Beyond even the teachers, the office staff was top notch.  They cared about our whole family.  They loved our kids.  But they also followed Heather's journey through medical school and asked her how she was doing every time she came.  They gave us extensions on tuition when they knew things were tight.  They bend over backwards to help us meet deadlines when we weren't sure about where school would take us.  And they also were willing to spend a few minutes chatting with me when I dropped off the kids or picked them up - even though they probably had better things to do.  When we started at First Years, I was working at the church there.  So they knew me as a co-worker.  I would help them run off copies, make powerpoints, and scan drawings.  Later, after I left the church to work for Defender Ministries, they kept up with me.  They asked how the ministry was doing and encouraged me through the ups and downs.  Finally, the knew me as the stay-at-home dad.  It wasn't always easy to be one of just a few guys doing the preschool runs.  I felt like an outsider.  But the staff never made me feel that way.  In fact, it seemed they offered me a special measure of grace.  They probably didn't even realize just how much it meant to me.  So thank you to Sharon Hill, Donnalea Hutchinson, and Melissa Mayse for all you did to make First Years a wonderful place and community.

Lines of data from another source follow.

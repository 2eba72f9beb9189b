//! Terminal stand-in for the gallery view: every callback becomes a log line.

use client_core::{
    CollectionSnapshot, CollectionView, Notification, NotificationLevel, UploadProgress,
};
use tracing::{debug, error, info, warn};

pub struct ConsoleView;

impl CollectionView for ConsoleView {
    fn render(&self, snapshot: &CollectionSnapshot) {
        info!(
            images = snapshot.len(),
            pending = snapshot.pending_uploads(),
            "collection updated"
        );
        for (page, entry) in snapshot.iter().enumerate() {
            debug!(
                page = page + 1,
                id = %entry.id(),
                name = entry.display_name(),
                uploaded = entry.is_uploaded(),
                description = entry.description(),
                "entry"
            );
        }
    }

    fn notify(&self, notification: Notification) {
        let message = notification.message;
        match notification.level {
            NotificationLevel::Success | NotificationLevel::Info => info!("{message}"),
            NotificationLevel::Warning => warn!("{message}"),
            NotificationLevel::Error => error!("{message}"),
        }
    }

    fn upload_progress(&self, progress: UploadProgress) {
        info!("Uploading... ({}/{})", progress.completed, progress.total);
    }

    fn generation_changed(&self, in_progress: bool) {
        if in_progress {
            info!("Generating PDF...");
        }
    }
}
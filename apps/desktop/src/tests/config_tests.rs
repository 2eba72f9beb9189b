use std::collections::HashMap;

use super::*;

fn env(pairs: &[(&str, &str)]) -> impl Fn(&str) -> Option<String> {
    let vars: HashMap<String, String> = pairs
        .iter()
        .map(|(k, v)| (k.to_string(), v.to_string()))
        .collect();
    move |key| vars.get(key).cloned()
}

#[test]
fn file_values_override_defaults() {
    let mut settings = Settings::default();
    apply_file_overrides(
        &mut settings,
        r#"
            server_url = "http://reports.local:8080"
            request_timeout_secs = 30
            output_path = "out/report.pdf"
        "#,
    );
    assert_eq!(settings.server_url, "http://reports.local:8080");
    assert_eq!(settings.request_timeout_secs, 30);
    assert_eq!(settings.output_path.as_deref(), Some("out/report.pdf"));
    assert_eq!(settings.log_filter, "info");
}

#[test]
fn timeout_may_be_written_as_string() {
    let mut settings = Settings::default();
    apply_file_overrides(&mut settings, r#"request_timeout_secs = "45""#);
    assert_eq!(settings.request_timeout_secs, 45);
}

#[test]
fn unparsable_file_is_ignored() {
    let mut settings = Settings::default();
    apply_file_overrides(&mut settings, "server_url = [unterminated");
    assert_eq!(settings, Settings::default());
}

#[test]
fn app_prefixed_env_wins_over_plain_env() {
    let mut settings = Settings::default();
    apply_env_overrides(
        &mut settings,
        env(&[
            ("PHOTO_REPORT_SERVER_URL", "http://plain:1"),
            ("APP__SERVER_URL", "http://prefixed:2"),
            ("APP__REQUEST_TIMEOUT_SECS", "not-a-number"),
            ("APP__LOG_FILTER", "client_core=debug"),
        ]),
    );
    assert_eq!(settings.server_url, "http://prefixed:2");
    assert_eq!(settings.request_timeout_secs, 120);
    assert_eq!(settings.log_filter, "client_core=debug");
}

#[test]
fn bare_host_gets_scheme_and_trailing_slash() {
    assert_eq!(normalize_server_url("127.0.0.1:5000"), "http://127.0.0.1:5000/");
    assert_eq!(
        normalize_server_url(" https://reports.example/app "),
        "https://reports.example/app/"
    );
    assert_eq!(normalize_server_url(""), "http://127.0.0.1:5000/");
}

#[test]
fn parse_server_url_rejects_garbage() {
    assert!(parse_server_url("http://[::1").is_err());
    assert_eq!(
        parse_server_url("localhost:5000").expect("url").as_str(),
        "http://localhost:5000/"
    );
}

#[test]
fn default_output_uses_stamp() {
    let path = prepare_output_path(None, "20240101_120000").expect("path");
    assert_eq!(path, PathBuf::from("photo_documentation_20240101_120000.pdf"));
}

#[test]
fn creates_parent_dir_for_nested_output() {
    let temp_root = tempfile::tempdir().expect("tempdir");
    let target = temp_root.path().join("reports").join("site.pdf");

    let path = prepare_output_path(Some(target.to_string_lossy().as_ref()), "x").expect("path");

    assert_eq!(path, target);
    assert!(temp_root.path().join("reports").is_dir());
}

#[test]
fn directory_output_gets_default_file_name() {
    let temp_root = tempfile::tempdir().expect("tempdir");

    let path = prepare_output_path(Some(temp_root.path().to_string_lossy().as_ref()), "stamp")
        .expect("path");

    assert_eq!(path, temp_root.path().join("photo_documentation_stamp.pdf"));
}
use serde::{Deserialize, Serialize};
use thiserror::Error;

#[derive(Debug, Clone, Copy, PartialEq, Eq, Serialize, Deserialize)]
#[serde(rename_all = "snake_case")]
pub enum ErrorCode {
    Validation,
    Forbidden,
    NotFound,
    PayloadTooLarge,
    Internal,
    Unknown,
}

impl ErrorCode {
    pub fn from_status(status: u16) -> Self {
        match status {
            400 | 415 | 422 => Self::Validation,
            401 | 403 => Self::Forbidden,
            404 => Self::NotFound,
            413 => Self::PayloadTooLarge,
            500..=599 => Self::Internal,
            _ => Self::Unknown,
        }
    }
}

/// Failure reported by the remote store, either through a non-2xx status or
/// through a `success: false` body.
#[derive(Debug, Clone, PartialEq, Eq, Serialize, Deserialize, Error)]
#[error("{code:?} ({status}): {}", .message.as_deref().unwrap_or("no message"))]
pub struct ApiError {
    pub code: ErrorCode,
    pub status: u16,
    pub message: Option<String>,
}

impl ApiError {
    pub fn new(status: u16, message: Option<String>) -> Self {
        Self {
            code: ErrorCode::from_status(status),
            status,
            message: message.filter(|m| !m.trim().is_empty()),
        }
    }
}

#[cfg(test)]
mod tests {
    use super::*;

    #[test]
    fn status_codes_map_to_error_codes() {
        assert_eq!(ErrorCode::from_status(413), ErrorCode::PayloadTooLarge);
        assert_eq!(ErrorCode::from_status(403), ErrorCode::Forbidden);
        assert_eq!(ErrorCode::from_status(503), ErrorCode::Internal);
        assert_eq!(ErrorCode::from_status(200), ErrorCode::Unknown);
    }

    #[test]
    fn blank_server_messages_are_dropped() {
        let err = ApiError::new(400, Some("  ".into()));
        assert_eq!(err.message, None);
        assert_eq!(err.code, ErrorCode::Validation);
    }
}
//! Drives the collection from user intents and keeps it in step with the
//! remote store.
//!
//! Local mutations are applied first and the remote call follows. Remote
//! failures never roll a local removal back: the list the user sees is
//! authoritative. State is locked only between awaits, so intents interleave
//! at I/O boundaries and a result arriving for an entry that is gone is
//! dropped.

use std::sync::Arc;

use async_trait::async_trait;
use futures::future::join_all;
use shared::domain::{EntryId, RemoteName};
use tokio::sync::Mutex;
use tracing::{debug, info, warn};
use url::Url;

use crate::{
    collection::{Collection, CollectionSnapshot},
    error::{CollectionError, DeleteError, GenerateError, UploadError, ValidationError},
    remote_store::{RemoteStore, UploadedImage},
    reorder::{DragState, RenderedItem},
    validation::{validate_selected_file, SelectedFile},
};

#[derive(Debug, Clone, Copy, PartialEq, Eq)]
pub enum NotificationLevel {
    Success,
    Info,
    Warning,
    Error,
}

#[derive(Debug, Clone, PartialEq, Eq)]
pub struct Notification {
    pub level: NotificationLevel,
    pub message: String,
}

impl Notification {
    pub fn new(level: NotificationLevel, message: impl Into<String>) -> Self {
        Self {
            level,
            message: message.into(),
        }
    }
}

#[derive(Debug, Clone, Copy, PartialEq, Eq)]
pub struct UploadProgress {
    pub completed: usize,
    pub total: usize,
}

#[derive(Debug, Clone, Copy, PartialEq, Eq, Default)]
pub enum UploadPhase {
    #[default]
    Idle,
    Uploading(UploadProgress),
}

/// Presentation side of the coordinator. Implementations must not block.
pub trait CollectionView: Send + Sync {
    /// Called after every mutation of the collection.
    fn render(&self, snapshot: &CollectionSnapshot);
    fn notify(&self, notification: Notification);
    fn upload_progress(&self, progress: UploadProgress);
    fn generation_changed(&self, _in_progress: bool) {}
}

/// Everything the view can ask of the core.
#[async_trait]
pub trait IntentHandler: Send + Sync {
    async fn on_files_selected(&self, files: Vec<SelectedFile>);
    async fn on_delete_requested(&self, id: EntryId);
    async fn on_clear_requested(&self);
    /// Returns the URL to download when a document was produced.
    async fn on_generate_requested(&self) -> Option<Url>;
    async fn on_description_changed(&self, id: EntryId, text: String);
    async fn on_drag_started(&self, id: EntryId);
    /// Returns the placeholder index for the view to show. Never mutates the collection.
    async fn on_drag_over(&self, items: &[RenderedItem], pointer_y: f32) -> Option<usize>;
    async fn on_drop(&self);
    async fn on_drag_cancelled(&self);
}
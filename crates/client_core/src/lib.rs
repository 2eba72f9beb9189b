pub mod collection;
pub mod error;
pub mod remote_store;
pub mod reorder;
pub mod sync;
pub mod validation;

pub use collection::{Collection, CollectionSnapshot, ImageEntry, LocalHandle};
pub use remote_store::{CompiledDocument, HttpRemoteStore, RemoteStore, UploadedImage};
pub use reorder::{insertion_index, DragState, RenderedItem};
pub use sync::{
    BatchReport, ClearReport, CollectionView, IntentHandler, Notification, NotificationLevel,
    RemoteDelete, SyncCoordinator, UploadPhase, UploadProgress,
};
pub use validation::{validate_selected_file, SelectedFile};
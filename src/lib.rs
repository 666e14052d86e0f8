//! shoreline: water/land segmentation and shoreline extraction for Sentinel-2 L2A
//!
//! Reflectance bands and cloud masks of one acquisition are blended into a
//! synthetic RGB image, split into water and land with data-driven Hue/Value
//! thresholds, cleaned of small connected blobs, and the water/land interface
//! is written out as geographic coordinates.

pub mod batch;
pub mod core;
pub mod io;
pub mod types;

// Re-export main types and functions for easier access
pub use types::{
    AcquisitionInfo, BoundingBox, ClassKind, Crs, GeoTransform, Sample, ShorelineError,
    ShorelinePoint, ShorelineResult,
};

pub use crate::core::{
    Classification, RasterBand, ShorelineParams, ShorelinePipeline, ShorelineProduct,
};
pub use batch::{BatchConfig, BatchReport, BatchRunner};
pub use io::{OutputLayout, TileProduct};
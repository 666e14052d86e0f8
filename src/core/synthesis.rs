use crate::core::band::{Normalization, RasterBand, ResampleMethod};
use crate::core::cloud_mask::{CloudMaskCorrector, INVALID_SENTINEL};
use crate::types::{Sample, ShorelineResult};
use serde::{Deserialize, Serialize};

/// Alpha / RGB synthesis parameters
#[derive(Debug, Clone, PartialEq, Serialize, Deserialize)]
#[serde(default)]
pub struct SynthesisParams {
    /// Bit of the cloud-mask code that flags a pixel as invalid
    pub cloud_bit: u32,
    /// Ratio between the SWIR grid and the visible grid
    pub swir_upscale: usize,
    /// Also invalidate pixels flagged by the edge masks
    pub use_edge_mask: bool,
    /// Sentinel written into invalid pixels before NaN conversion
    pub sentinel: Sample,
}

impl Default for SynthesisParams {
    fn default() -> Self {
        Self {
            cloud_bit: 0,
            swir_upscale: 2,
            use_edge_mask: false,
            sentinel: INVALID_SENTINEL,
        }
    }
}

/// Cloud-corrected, alpha-blended RGB channels
#[derive(Debug, Clone)]
pub struct SynthesizedRgb {
    pub alpha: RasterBand,
    pub red: RasterBand,
    pub green: RasterBand,
    pub blue: RasterBand,
}

/// Builds the SWIR alpha channel and blends the visible channels with it
pub struct ChannelSynthesizer {
    params: SynthesisParams,
    corrector: CloudMaskCorrector,
}

impl ChannelSynthesizer {
    /// Create a synthesizer with the given parameters
    pub fn new(params: SynthesisParams) -> Self {
        let corrector = CloudMaskCorrector::with_sentinel(params.cloud_bit, params.sentinel);
        Self { params, corrector }
    }

    /// Get the synthesis parameters
    pub fn params(&self) -> &SynthesisParams {
        &self.params
    }

    fn invalidate(
        &self,
        band: &RasterBand,
        cloud_mask: &RasterBand,
        edge_mask: Option<&RasterBand>,
    ) -> ShorelineResult<RasterBand> {
        let mut marked = self.corrector.apply(band, cloud_mask)?;
        if self.params.use_edge_mask {
            if let Some(edge) = edge_mask {
                marked = self.corrector.apply_edge(&marked, edge)?;
            }
        }
        Ok(marked.set_missing(self.params.sentinel, Sample::NAN))
    }

    /// SWIR -> cloud-correct (coarse mask) -> NaN -> min/max -> upscale to the visible grid
    pub fn build_alpha(
        &self,
        swir: &RasterBand,
        cloud_mask: &RasterBand,
        edge_mask: Option<&RasterBand>,
    ) -> ShorelineResult<RasterBand> {
        log::info!("Building alpha channel from SWIR band {:?}", swir.shape());
        let corrected = self.invalidate(swir, cloud_mask, edge_mask)?;
        let normalized = corrected.normalize(Normalization::MinMax);
        let alpha = normalized.upscale(self.params.swir_upscale, ResampleMethod::Nearest)?;
        log::debug!(
            "Alpha channel: {:?}, {} valid pixels",
            alpha.shape(),
            alpha.valid_count()
        );
        Ok(alpha)
    }

    /// Visible band -> cloud-correct (fine mask) -> NaN -> min/max, blended with alpha
    ///
    /// The blend is `(1 - alpha) + alpha * channel`.
    pub fn build_channel(
        &self,
        channel: &RasterBand,
        cloud_mask: &RasterBand,
        edge_mask: Option<&RasterBand>,
        alpha: &RasterBand,
    ) -> ShorelineResult<RasterBand> {
        let corrected = self.invalidate(channel, cloud_mask, edge_mask)?;
        let normalized = corrected.normalize(Normalization::MinMax);
        // Channel first so the result keeps the visible grid's georeferencing
        let weighted = normalized.mul(alpha)?;
        weighted.add(&alpha.rsub(1.0))
    }

    /// Alpha channel plus the three blended visible channels
    pub fn synthesize(&self, inputs: SynthesisInputs<'_>) -> ShorelineResult<SynthesizedRgb> {
        let alpha = self.build_alpha(
            inputs.swir,
            inputs.cloud_mask_coarse,
            inputs.edge_mask_coarse,
        )?;
        let channel = |band: &RasterBand| {
            self.build_channel(band, inputs.cloud_mask_fine, inputs.edge_mask_fine, &alpha)
        };
        let red = channel(inputs.red)?;
        let green = channel(inputs.green)?;
        let blue = channel(inputs.blue)?;
        log::info!("Synthesized RGB channels {:?}", red.shape());
        Ok(SynthesizedRgb {
            alpha,
            red,
            green,
            blue,
        })
    }
}

/// Raw bands and masks of one acquisition
#[derive(Debug, Clone, Copy)]
pub struct SynthesisInputs<'a> {
    pub red: &'a RasterBand,
    pub green: &'a RasterBand,
    pub blue: &'a RasterBand,
    pub swir: &'a RasterBand,
    pub cloud_mask_fine: &'a RasterBand,
    pub cloud_mask_coarse: &'a RasterBand,
    pub edge_mask_fine: Option<&'a RasterBand>,
    pub edge_mask_coarse: Option<&'a RasterBand>,
}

Academically, First Years gave my kids an advantage.  They already were familiar with most kindergarten benchmarks by the time they finished preschool.  They knew shapes and colors and numbers and letters and were far ahead of reading requirements.  They had gained social skills and behavioral skills.  They had a positive outlook about school and teachers.  But, the biggest thing, is that all three of my kids learned about Jesus while at First Years.  He was a part of their curriculum.  He was talked about during chapel and at Christmas and at Easter and at end-of-the-year assemblies.  They learned songs about God and heard Bible stories.  They learned WHY it was important to make good choices.  And all three of my kids gained a personal relationship with Jesus while at First Years.  That is an eternal impact that I will never be able to put a price on.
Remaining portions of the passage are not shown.